Siegfried Linkwitz

Siegfried Linkwitz was born in Germany in 1935. He received his electrical engineering degree from Darmstadt Technical University prior to moving to California in 1961 to work for Hewlett-Packard. During his early years in the USA, he did postgraduate work at Stanford University. For over 30 years Mr. Linkwitz has developed electronic test equipment ranging from signal generators, to network and spectrum analyzers, to microwave sweepers and instrumentation for evaluating electromagnetic compatibility.

He has also had a long and distinguished second career as an audio engineering visionary. Along with Russ Riley he developed the famed, and widely used, Linkwitz-Riley crossover filter in the mid-1970s. Since then, he has contributed several important technical papers covering a variety of measurement and speaker issues to such publications as the Journal of the Audio Engineering Society, Electronics (Wireless) World, and Speaker Builder.

Most recently, he has joined forces with fellow HP engineer Marshall Kay, CAD (computer-aided design) specialist Kurt Pasquale, and marketing consultant Tom Hoffman to form Audio Artistry. This three-year-old, North Carolina-based company is dedicated to developing and crafting speakers based on the accumulated insights and wisdom Mr. Linkwitz has gained over three decades of loudspeaker research. I spoke with Siegfried about some of these insights and experiences during the course of evaluating the Audio Artistry Dvorak, the review of which is found elsewhere in this issue. My first question concerned what had motivated Linkwitz to get involved in audio.

Siegfried Linkwitz: I grew up in a family in which music was very much appreciated. My father and brother played the piano, and although circumstances during World War Two prevented me from learning an instrument, I've always had a love for music. After graduating from university and joining Hewlett-Packard to design electronics, it was only natural that I wanted to build audio equipment I could use at home, so I got very involved in building power amplifiers, FM tuners, preamps and you name it—anything electronic I needed to reproduce music. Then I had the fortune of meeting some other engineers at HP who were similarly involved in audio, particularly Lyman Miller and Russ Riley. Lyman was very much into electronic design and making recordings while Russ built amplifiers and had a keen interest in speaker development. They really turned me on to investigating things even deeper, and loudspeakers, to us, were the most interesting and challenging area since so little was really understood about them. The speakers then on the market could certainly be improved so we saw a real chance to make a genuine contribution.

Shannon Dickson: Could you share with us some of the fundamental problems you and your colleagues encountered during the early attempts to improve speaker performance?
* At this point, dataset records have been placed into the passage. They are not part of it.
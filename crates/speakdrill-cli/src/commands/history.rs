//! The `speakdrill history` command.

use std::path::PathBuf;

use anyhow::Result;
use chrono::Utc;
use comfy_table::{Cell, Table};

use speakdrill_core::statistics::HistorySummary;
use speakdrill_core::traits::HistoryStore;

pub async fn execute(
    learner: String,
    history: Option<PathBuf>,
    format: String,
    config_path: Option<PathBuf>,
) -> Result<()> {
    let config = super::load_config(config_path.as_deref())?;
    let store = super::open_store(&config, history);
    let records = store.query(&learner).await?;
    let summary = HistorySummary::compute(&records, &learner, Utc::now());

    match format.as_str() {
        "json" => println!("{}", serde_json::to_string_pretty(&summary)?),
        "table" => print_summary(&summary),
        other => anyhow::bail!("unknown format: {other} (expected table or json)"),
    }
    Ok(())
}

fn print_summary(summary: &HistorySummary) {
    if summary.total_activities == 0 {
        println!("No history for {}.", summary.learner);
        return;
    }

    println!("Learner: {}", summary.learner);
    println!("Total activities: {}", summary.total_activities);
    match summary.average_pronunciation_score {
        Some(avg) => println!("Average pronunciation score: {avg:.1}"),
        None => println!("Average pronunciation score: -"),
    }
    println!("Passes: {}", summary.total_passes);

    let mut table = Table::new();
    table.set_header(vec![
        "Word",
        "Attempts",
        "Streak",
        "Last attempt",
        "Interval",
        "Lateness",
    ]);
    for w in &summary.words {
        table.add_row(vec![
            Cell::new(&w.word),
            Cell::new(w.attempts),
            Cell::new(w.streak),
            Cell::new(
                w.last_attempt
                    .map(|t| t.format("%Y-%m-%d %H:%M").to_string())
                    .unwrap_or_else(|| "-".to_string()),
            ),
            Cell::new(format!("{}d", w.due_interval_days)),
            Cell::new(
                w.lateness_days
                    .map(|l| format!("{l:+.1}d"))
                    .unwrap_or_else(|| "-".to_string()),
            ),
        ]);
    }
    println!("\n{table}");

    if !summary.pronunciation_scores.is_empty() {
        println!("\nPronunciation scores:");
        for point in &summary.pronunciation_scores {
            println!(
                "  {}  {:>3.0} {:<20} {}",
                point.at.format("%Y-%m-%d %H:%M"),
                point.score,
                "#".repeat((point.score / 5.0).round() as usize),
                point.word
            );
        }
    }

    let mut records = Table::new();
    records.set_header(vec!["Time", "Word", "Action", "Score", "Correct", "Detail"]);
    for r in &summary.records {
        records.add_row(vec![
            Cell::new(&r.timestamp),
            Cell::new(&r.word),
            Cell::new(r.action),
            Cell::new(format!("{:.0}", r.score)),
            Cell::new(if r.passed { "yes" } else { "no" }),
            Cell::new(&r.detail),
        ]);
    }
    println!("\nDetailed history (newest first):\n{records}");
}
//! Mastery estimation from attempt history.
//!
//! A word's mastery is the run of consecutive passes counted back from the
//! most recent attempt, across every action kind logged for it, plus the
//! time of that most recent attempt.
//!
//! Records whose timestamp could not be read are left out entirely: they
//! neither extend nor break a streak and never count as the last attempt.
//! A word whose only records are undated is therefore treated as unseen.

use chrono::{DateTime, Utc};
use serde::{Deserialize, Serialize};

use crate::model::AttemptRecord;

/// Due interval in days for a given streak.
///
/// Fixed curve: 0, 1, 3, 7, 14, then 30 for every streak of 5 or more.
pub fn due_interval_days(streak: u32) -> u32 {
    match streak {
        0 => 0,
        1 => 1,
        2 => 3,
        3 => 7,
        4 => 14,
        _ => 30,
    }
}

/// Derived per-word mastery. Never persisted.
#[derive(Debug, Clone, Copy, PartialEq, Eq, Default, Serialize, Deserialize)]
pub struct MasteryState {
    /// Consecutive most-recent passes.
    pub streak: u32,
    /// Most recent dated attempt, if any.
    pub last_attempt: Option<DateTime<Utc>>,
}

impl MasteryState {
    /// Mastery from records that already belong to one learner and one word.
    pub fn from_records<'a, I>(records: I) -> Self
    where
        I: IntoIterator<Item = &'a AttemptRecord>,
    {
        let mut dated: Vec<(DateTime<Utc>, &AttemptRecord)> = records
            .into_iter()
            .filter_map(|r| r.timestamp.instant().map(|ts| (ts, r)))
            .collect();

        // Newest first; equal timestamps keep log order.
        dated.sort_by(|a, b| b.0.cmp(&a.0));

        let Some(&(last_attempt, _)) = dated.first() else {
            return Self::default();
        };

        let streak = dated
            .iter()
            .take_while(|(_, r)| r.counts_as_pass())
            .count() as u32;

        Self {
            streak,
            last_attempt: Some(last_attempt),
        }
    }

    pub fn due_interval_days(&self) -> u32 {
        due_interval_days(self.streak)
    }

    /// When the word is next due, if it has been attempted.
    pub fn due_at(&self) -> Option<DateTime<Utc>> {
        self.last_attempt
            .map(|last| last + chrono::Duration::days(i64::from(self.due_interval_days())))
    }

    /// Days since the last attempt minus the due interval.
    ///
    /// Positive means overdue, negative means not yet due, `None` means the
    /// word has no dated history.
    pub fn lateness_days(&self, now: DateTime<Utc>) -> Option<f64> {
        self.last_attempt.map(|last| {
            let elapsed = (now - last).num_milliseconds() as f64 / MILLIS_PER_DAY;
            elapsed - f64::from(self.due_interval_days())
        })
    }
}

const MILLIS_PER_DAY: f64 = 86_400_000.0;

/// Mastery of `word` for `learner`, scanning the full history.
pub fn estimate(history: &[AttemptRecord], learner: &str, word: &str) -> MasteryState {
    MasteryState::from_records(
        history
            .iter()
            .filter(|r| r.learner == learner && r.word == word),
    )
}
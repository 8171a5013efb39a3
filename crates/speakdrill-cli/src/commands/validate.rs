//! The `speakdrill validate` command.

use std::path::PathBuf;

use anyhow::Result;

use speakdrill_core::parser::{load_bank, validate_bank};

pub fn execute(bank_path: PathBuf) -> Result<()> {
    let bank = load_bank(&bank_path)?;
    println!(
        "Question bank: {} ({} questions)",
        bank_path.display(),
        bank.len()
    );

    let warnings = validate_bank(&bank);
    for w in &warnings {
        let prefix = w
            .word
            .as_ref()
            .map(|word| format!("  [{word}]"))
            .unwrap_or_else(|| "  ".to_string());
        println!("{prefix} WARNING: {}", w.message);
    }

    if warnings.is_empty() {
        println!("Question bank valid.");
    } else {
        println!("\n{} warning(s) found.", warnings.len());
    }

    Ok(())
}
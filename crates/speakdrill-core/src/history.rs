//! Background persistence of attempt records.
//!
//! The session never waits on the store: records go into a channel and a
//! tokio task appends them one by one. Store failures are logged and
//! counted here and never reach the caller.

use std::sync::atomic::{AtomicU64, Ordering};
use std::sync::Arc;

use serde::Serialize;
use tokio::sync::mpsc;
use tokio::task::JoinHandle;

use crate::model::AttemptRecord;
use crate::traits::HistoryStore;

/// Counters for one writer's lifetime.
#[derive(Debug, Clone, Copy, Default, PartialEq, Eq, Serialize)]
pub struct WriterStats {
    pub written: u64,
    pub failed: u64,
}

/// Fire-and-forget appender in front of a [`HistoryStore`].
pub struct HistoryWriter {
    tx: mpsc::UnboundedSender<AttemptRecord>,
    handle: JoinHandle<()>,
    written: Arc<AtomicU64>,
    failed: Arc<AtomicU64>,
}

impl HistoryWriter {
    /// Spawn the writer task. Must be called inside a tokio runtime.
    pub fn spawn(store: Arc<dyn HistoryStore>) -> Self {
        let (tx, mut rx) = mpsc::unbounded_channel::<AttemptRecord>();
        let written = Arc::new(AtomicU64::new(0));
        let failed = Arc::new(AtomicU64::new(0));

        let handle = {
            let written = Arc::clone(&written);
            let failed = Arc::clone(&failed);
            tokio::spawn(async move {
                while let Some(record) = rx.recv().await {
                    match store.append(&record).await {
                        Ok(()) => {
                            written.fetch_add(1, Ordering::Relaxed);
                        }
                        Err(e) => {
                            failed.fetch_add(1, Ordering::Relaxed);
                            tracing::warn!(
                                store = store.name(),
                                learner = %record.learner,
                                word = %record.word,
                                "failed to persist attempt: {e:#}"
                            );
                        }
                    }
                }
                tracing::debug!(store = store.name(), "history writer drained");
            })
        };

        Self {
            tx,
            handle,
            written,
            failed,
        }
    }

    /// Queue a record for persistence. Never blocks.
    pub fn record(&self, record: AttemptRecord) {
        if self.tx.send(record).is_err() {
            self.failed.fetch_add(1, Ordering::Relaxed);
            tracing::warn!("history writer has stopped; attempt not persisted");
        }
    }

    /// Counts so far. Records still queued are in neither count.
    pub fn stats(&self) -> WriterStats {
        WriterStats {
            written: self.written.load(Ordering::Relaxed),
            failed: self.failed.load(Ordering::Relaxed),
        }
    }

    /// Close the queue and wait until every queued record has been handled.
    pub async fn shutdown(self) -> WriterStats {
        let Self {
            tx,
            handle,
            written,
            failed,
        } = self;
        drop(tx);
        if let Err(e) = handle.await {
            tracing::warn!("history writer task ended abnormally: {e}");
        }
        WriterStats {
            written: written.load(Ordering::Relaxed),
            failed: failed.load(Ordering::Relaxed),
        }
    }
}

#[cfg(test)]
mod tests {
    use super::*;
    use crate::model::{ActionKind, RecordedAt};
    use async_trait::async_trait;
    use std::sync::Mutex;

    #[derive(Default)]
    struct VecStore {
        records: Mutex<Vec<AttemptRecord>>,
        fail_words: Vec<String>,
    }

    #[async_trait]
    impl HistoryStore for VecStore {
        fn name(&self) -> &str {
            "vec"
        }

        async fn query(&self, learner: &str) -> anyhow::Result<Vec<AttemptRecord>> {
            let records = self.records.lock().unwrap();
            Ok(records
                .iter()
                .filter(|r| r.learner == learner)
                .cloned()
                .collect())
        }

        async fn append(&self, record: &AttemptRecord) -> anyhow::Result<()> {
            if self.fail_words.contains(&record.word) {
                anyhow::bail!("disk full");
            }
            self.records.lock().unwrap().push(record.clone());
            Ok(())
        }

        async fn learners(&self) -> anyhow::Result<Vec<String>> {
            Ok(vec![])
        }
    }

    fn record(word: &str) -> AttemptRecord {
        AttemptRecord {
            timestamp: RecordedAt::Unparsed(String::new()),
            learner: "Kai".into(),
            word: word.into(),
            action: ActionKind::SelfRating,
            score: 100.0,
            passed: true,
            detail: "Easy".into(),
        }
    }

    #[tokio::test]
    async fn shutdown_drains_queue_in_order() {
        let store = Arc::new(VecStore::default());
        let writer = HistoryWriter::spawn(store.clone());
        for word in ["A", "B", "C"] {
            writer.record(record(word));
        }
        let stats = writer.shutdown().await;
        assert_eq!(stats, WriterStats { written: 3, failed: 0 });

        let words: Vec<String> = store
            .query("Kai")
            .await
            .unwrap()
            .into_iter()
            .map(|r| r.word)
            .collect();
        assert_eq!(words, vec!["A", "B", "C"]);
    }

    #[tokio::test]
    async fn store_failures_are_counted_not_returned() {
        let store = Arc::new(VecStore {
            fail_words: vec!["Bad".into()],
            ..Default::default()
        });
        let writer = HistoryWriter::spawn(store.clone());
        writer.record(record("Good"));
        writer.record(record("Bad"));
        writer.record(record("Good"));
        let stats = writer.shutdown().await;
        assert_eq!(stats, WriterStats { written: 2, failed: 1 });
    }
}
Linkwitz: One of the problems at the time was that good test equipment wasn't available to us. Russ Riley developed his real-time 1/3-octave analyzer and a pink noise source which we used to make in-room measurements. I bought an early Advent speaker, measured it using the real-time analyzer, and consequently developed an equalizer to flatten-out its frequency response. That was a first attempt on my part. I then experienced a real surprise after we went to some local stores and heard the Electrostatic Sound System's ESS-7. It just sounded great, much better than the Advent. Naturally, I bought the speaker and took it home, but after measuring it, I was astonished—it measured very poorly! That led to a whole investigation into why it sounded so good but tested so badly.

We found out rather quickly how important driver quality was, as well as the distortion contributions of cabinet resonances. We began experimenting with wool stuffing in the box and with various bracing and panel damping techniques. We found that wool could be a very effective loading material. A number of commercial designs sounded much better when we replaced whatever they had inside with natural wool fiber.

In my early designs, we tried two basic concepts built around rather small enclosures, both of which worked quite well. For instance, we made some very rigid, heavily braced small monitors; then we went the other way, using very limp, thin panels for the box construction. These were very easy to damp by applying roofing tar with sand mixed in. As you can imagine, this was a real messy operation—it smelled pretty bad too, particularly if you placed the speaker in the sun. It would out-gas for several weeks before you could tolerate the smell!

While it damped box resonances quite effectively, this approach was not really practical from a commercial point of view, nor would it have been a very welcome addition to most people's living rooms. But it did demonstrate how important minimizing box resonances is and just how difficult it is to really control this form of resonant behavior.

Dickson: You've worked with some of the most respected engineers in audio over the years. Who had the greatest impact on your thinking regarding speaker development?

Linkwitz: I mentioned Lyman and Russ already. Lyman was really into the recording side of things so he did a lot of recordings on a semiprofessional basis and was particularly interested in capturing sounds as close to their natural origin as possible. So we had some great reference material to guide our evaluation. I learned a lot about recording from Lyman and continue to make many of my own reference recordings, which I used extensively during the development of these new speakers.